Update README

guptaaka · guptaaka · commit 5fd6a81c2b3e · 2025-12-08T13:08:47.000-08:00
diff --git a/pathwaysutils/experimental/shared_pathways_service/README.md b/pathwaysutils/experimental/shared_pathways_service/README.md
@@ -8,33 +8,111 @@ service that manages scheduling and error handling.
 
 ## Requirements
 
-Make sure that your GKE cluster is running the Resource Manager and Worker pods.
-You can follow the steps
-<a href="https://docs.cloud.google.com/ai-hypercomputer/docs/workloads/pathways-on-cloud/troubleshooting-pathways#health_monitoring" target="_blank">here</a>
-to confirm the status of these pods.

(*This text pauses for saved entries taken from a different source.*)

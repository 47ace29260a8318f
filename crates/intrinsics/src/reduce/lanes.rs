//! Portable fixed-width lanes.
//!
//! Each step folds one `chunks_exact` window into a lane array the compiler
//! can keep in vector registers. Whatever `chunks_exact` leaves in
//! `remainder()` is folded with the scalar loop.

use super::{scalar, Reduction};

/// i32 lanes per step (one 256-bit register)
pub const I32_LANES: usize = 8;
/// Byte lanes per step (one 256-bit register)
pub const BYTE_LANES: usize = 32;

#[derive(Debug, Clone, Copy, Default)]
pub struct Lanes;

impl Reduction for Lanes {
    fn label(&self) -> &'static str {
        "lanes"
    }

    fn minimum(&self, region: &[i32]) -> i32 {
        let mut chunks = region.chunks_exact(I32_LANES);
        let mut acc = [i32::MAX; I32_LANES];
        for chunk in &mut chunks {
            for (lane, &value) in acc.iter_mut().zip(chunk) {
                *lane = (*lane).min(value);
            }
        }
        acc.iter()
            .chain(chunks.remainder())
            .copied()
            .fold(i32::MAX, i32::min)
    }

    fn maximum(&self, region: &[i32]) -> i32 {
        let mut chunks = region.chunks_exact(I32_LANES);
        let mut acc = [i32::MIN; I32_LANES];
        for chunk in &mut chunks {
            for (lane, &value) in acc.iter_mut().zip(chunk) {
                *lane = (*lane).max(value);
            }
        }
        acc.iter()
            .chain(chunks.remainder())
            .copied()
            .fold(i32::MIN, i32::max)
    }

    fn sum(&self, region: &[i32]) -> i64 {
        let mut chunks = region.chunks_exact(I32_LANES);
        let mut acc = [0i64; I32_LANES];
        for chunk in &mut chunks {
            for (lane, &value) in acc.iter_mut().zip(chunk) {
                *lane += i64::from(value);
            }
        }
        acc.iter().sum::<i64>() + scalar::sum(chunks.remainder())
    }

    fn count(&self, region: &[i32], item: i32) -> usize {
        let mut chunks = region.chunks_exact(I32_LANES);
        let mut acc = [0usize; I32_LANES];
        for chunk in &mut chunks {
            for (lane, &value) in acc.iter_mut().zip(chunk) {
                *lane += usize::from(value == item);
            }
        }
        acc.iter().sum::<usize>() + scalar::count(chunks.remainder(), item)
    }

    fn compare(&self, left: &[u8], right: &[u8]) -> bool {
        debug_assert_eq!(left.len(), right.len());
        let mut left_chunks = left.chunks_exact(BYTE_LANES);
        let mut right_chunks = right.chunks_exact(BYTE_LANES);
        for (a, b) in (&mut left_chunks).zip(&mut right_chunks) {
            // OR of all XORs is zero only if every byte matched.
            let diff = a
                .iter()
                .zip(b)
                .fold(0u8, |acc, (&x, &y)| acc | (x ^ y));
            if diff != 0 {
                return false;
            }
        }
        scalar::compare(left_chunks.remainder(), right_chunks.remainder())
    }
}
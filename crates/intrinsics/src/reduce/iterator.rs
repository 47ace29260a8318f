use super::Reduction;

/// Standard library iterator adaptors. The "what you'd write first" baseline.
#[derive(Debug, Clone, Copy, Default)]
pub struct IteratorAdaptors;

impl Reduction for IteratorAdaptors {
    fn label(&self) -> &'static str {
        "iterator"
    }

    fn minimum(&self, region: &[i32]) -> i32 {
        region.iter().copied().min().unwrap_or(i32::MAX)
    }

    fn maximum(&self, region: &[i32]) -> i32 {
        region.iter().copied().max().unwrap_or(i32::MIN)
    }

    fn sum(&self, region: &[i32]) -> i64 {
        region.iter().map(|&value| i64::from(value)).sum()
    }

    fn count(&self, region: &[i32], item: i32) -> usize {
        region.iter().filter(|&&value| value == item).count()
    }

    fn compare(&self, left: &[u8], right: &[u8]) -> bool {
        debug_assert_eq!(left.len(), right.len());
        left == right
    }
}
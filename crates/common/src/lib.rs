pub mod errors;
pub mod structured_logging;

pub use errors::{HarnessError, HarnessResult};
pub use structured_logging::{
    init_structured_logging, ExecutionContext, LoggingConfig, OperationTimer,
    PerformanceMetrics, StructuredLogEntry,
};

If you haven't started the Pathways pods
-yet, you can use [pw-service-example.yaml](yamls/pw-service-example.yaml).
-Make sure to modify the following values to deploy these pods:
+1. You have a GKE cluster with atleast 1 slice of `v6e-4` or `v6e-8`. Note that the Shared Pathways Service supports
+single-host Trillium slices only, this support will be extended soon.
+
+2. Start the Shared Pathways Service by using [pw-service-example.yaml](yamls/pw-service-example.yaml).
+Make sure to modify the following values to deploy the Pathways pods:
 
 - A unique Jobset name for the cluster's Pathways pods
 - GCS bucket path
 - TPU type and topology
 - Number of slices
 
-These fields are highlighted in the YAML file with trailing comments for easier
-understanding.
+3. Verify that the Shared Pathways Service components are started, specifically the Resource Manager (RM) and Worker
+pods.
+
+Check that the required pods are running.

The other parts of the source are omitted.